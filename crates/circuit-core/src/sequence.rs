//! Workout sequence definitions.
//!
//! A [`SequenceDefinition`] is the immutable input to playback: an ordered
//! list of [`TimerDefinition`]s repeated for a number of rounds, with an
//! optional rest between rounds. Sequences arrive from the surrounding
//! application (REST payloads, files) so field names accept both snake_case
//! and the camelCase spelling used on the wire.

use std::path::Path;

use serde::{Deserialize, Serialize};
use tracing::warn;

use crate::error::SequenceError;
use crate::timer::Phase;

fn default_one() -> u32 {
    1
}

#[derive(Debug, Clone, PartialEq, Eq, Serialize, Deserialize)]
pub struct TimerDefinition {
    pub name: String,
    /// Display tag, passed through to snapshots untouched.
    #[serde(default)]
    pub color: String,
    /// Duration in seconds.
    pub duration: u32,
    #[serde(default = "default_one")]
    pub repetitions: u32,
    /// Seconds of rest between repetitions of this timer.
    #[serde(
        default,
        alias = "restBetween",
        skip_serializing_if = "Option::is_none"
    )]
    pub rest_between: Option<u32>,
    #[serde(default, alias = "isSilent")]
    pub is_silent: bool,
}

impl TimerDefinition {
    pub fn new(name: impl Into<String>, duration: u32) -> Self {
        Self {
            name: name.into(),
            color: String::new(),
            duration,
            repetitions: 1,
            rest_between: None,
            is_silent: false,
        }
    }

    pub fn with_repetitions(mut self, repetitions: u32) -> Self {
        self.repetitions = repetitions;
        self
    }

    pub fn with_rest(mut self, rest_between: u32) -> Self {
        self.rest_between = Some(rest_between);
        self
    }

    pub fn with_color(mut self, color: impl Into<String>) -> Self {
        self.color = color.into();
        self
    }

    pub fn silent(mut self) -> Self {
        self.is_silent = true;
        self
    }

    /// Rest between repetitions, 0 when unset.
    pub fn rest_secs(&self) -> u32 {
        self.rest_between.unwrap_or(0)
    }

    /// Ticks one repetition occupies. A zero-length timer still takes one.
    pub fn ticks_per_repetition(&self) -> u64 {
        u64::from(self.duration.max(1))
    }

    /// Ticks for every repetition of this timer plus the rests between them.
    pub fn total_seconds(&self) -> u64 {
        let reps = u64::from(self.repetitions.max(1));
        self.ticks_per_repetition() * reps + u64::from(self.rest_secs()) * (reps - 1)
    }
}

#[derive(Debug, Clone, PartialEq, Eq, Serialize, Deserialize)]
pub struct SequenceDefinition {
    #[serde(default, skip_serializing_if = "Option::is_none")]
    pub name: Option<String>,
    #[serde(default = "default_one")]
    pub rounds: u32,
    /// Seconds of rest between rounds.
    #[serde(
        default,
        alias = "globalRestTime",
        skip_serializing_if = "Option::is_none"
    )]
    pub global_rest_time: Option<u32>,
    pub timers: Vec<TimerDefinition>,
}

/// One phase of a fully expanded sequence, in playback order.
#[derive(Debug, Clone, PartialEq, Eq, Serialize, Deserialize)]
pub struct PlannedPhase {
    pub phase: Phase,
    pub round: u32,
    pub timer_index: usize,
    pub repetition: u32,
    pub label: String,
    /// Configured duration in seconds.
    pub duration: u32,
}

impl PlannedPhase {
    /// Ticks the phase occupies on the countdown clock.
    pub fn ticks(&self) -> u64 {
        u64::from(self.duration.max(1))
    }
}

impl SequenceDefinition {
    pub fn new(timers: Vec<TimerDefinition>) -> Self {
        Self {
            name: None,
            rounds: 1,
            global_rest_time: None,
            timers,
        }
    }

    pub fn with_rounds(mut self, rounds: u32) -> Self {
        self.rounds = rounds;
        self
    }

    pub fn with_global_rest(mut self, secs: u32) -> Self {
        self.global_rest_time = Some(secs);
        self
    }

    pub fn with_name(mut self, name: impl Into<String>) -> Self {
        self.name = Some(name.into());
        self
    }

    pub fn is_empty(&self) -> bool {
        self.timers.is_empty()
    }

    pub fn timer(&self, index: usize) -> Option<&TimerDefinition> {
        self.timers.get(index)
    }

    /// Rest between rounds, 0 when unset.
    pub fn global_rest_secs(&self) -> u32 {
        self.global_rest_time.unwrap_or(0)
    }

    /// Clamp repetition and round counts to at least 1.
    ///
    /// Durations are left alone: a zero-length timer is legal and costs a
    /// single tick.
    pub fn normalized(mut self) -> Self {
        if self.rounds < 1 {
            warn!(rounds = self.rounds, "clamping round count to 1");
            self.rounds = 1;
        }
        for timer in &mut self.timers {
            if timer.repetitions < 1 {
                warn!(
                    timer = %timer.name,
                    repetitions = timer.repetitions,
                    "clamping repetition count to 1"
                );
                timer.repetitions = 1;
            }
        }
        self
    }

    /// Total ticks from start to completion when nothing is skipped.
    pub fn total_seconds(&self) -> u64 {
        let rounds = u64::from(self.rounds.max(1));
        let per_round: u64 = self.timers.iter().map(TimerDefinition::total_seconds).sum();
        per_round * rounds + u64::from(self.global_rest_secs()) * (rounds - 1)
    }

    /// Expand the sequence into every phase it will play, in order.
    pub fn plan(&self) -> Vec<PlannedPhase> {
        let rounds = self.rounds.max(1);
        let round_rest = self.global_rest_secs();
        let mut phases = Vec::new();

        for round in 1..=rounds {
            for (timer_index, timer) in self.timers.iter().enumerate() {
                let reps = timer.repetitions.max(1);
                for repetition in 1..=reps {
                    phases.push(PlannedPhase {
                        phase: Phase::Timer,
                        round,
                        timer_index,
                        repetition,
                        label: timer.name.clone(),
                        duration: timer.duration,
                    });
                    if repetition < reps && timer.rest_secs() > 0 {
                        phases.push(PlannedPhase {
                            phase: Phase::Rest,
                            round,
                            timer_index,
                            repetition,
                            label: "Rest".into(),
                            duration: timer.rest_secs(),
                        });
                    }
                }
            }
            if round < rounds && round_rest > 0 && !self.timers.is_empty() {
                phases.push(PlannedPhase {
                    phase: Phase::GlobalRest,
                    round,
                    timer_index: self.timers.len() - 1,
                    repetition: self.timers[self.timers.len() - 1].repetitions.max(1),
                    label: "Round rest".into(),
                    duration: round_rest,
                });
            }
        }
        phases
    }

    pub fn from_toml_str(s: &str) -> Result<Self, SequenceError> {
        Ok(toml::from_str(s)?)
    }

    pub fn from_json_str(s: &str) -> Result<Self, SequenceError> {
        Ok(serde_json::from_str(s)?)
    }

    /// Read a sequence file. `.json` files are parsed as JSON, anything else
    /// as TOML. Files without timers are rejected.
    pub fn load(path: &Path) -> Result<Self, SequenceError> {
        let content = std::fs::read_to_string(path).map_err(|source| SequenceError::Read {
            path: path.to_path_buf(),
            source,
        })?;
        let is_json = path
            .extension()
            .and_then(|ext| ext.to_str())
            .is_some_and(|ext| ext.eq_ignore_ascii_case("json"));
        let sequence = if is_json {
            Self::from_json_str(&content)?
        } else {
            Self::from_toml_str(&content)?
        };
        if sequence.is_empty() {
            return Err(SequenceError::Empty);
        }
        Ok(sequence)
    }
}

━━━

Your assignment:
Go through the records above, find every line with the word "this", and list those lines.

Answer box:
    /// Seconds of rest between repetitions of this timer.
    /// Ticks for every repetition of this timer plus the rests between them.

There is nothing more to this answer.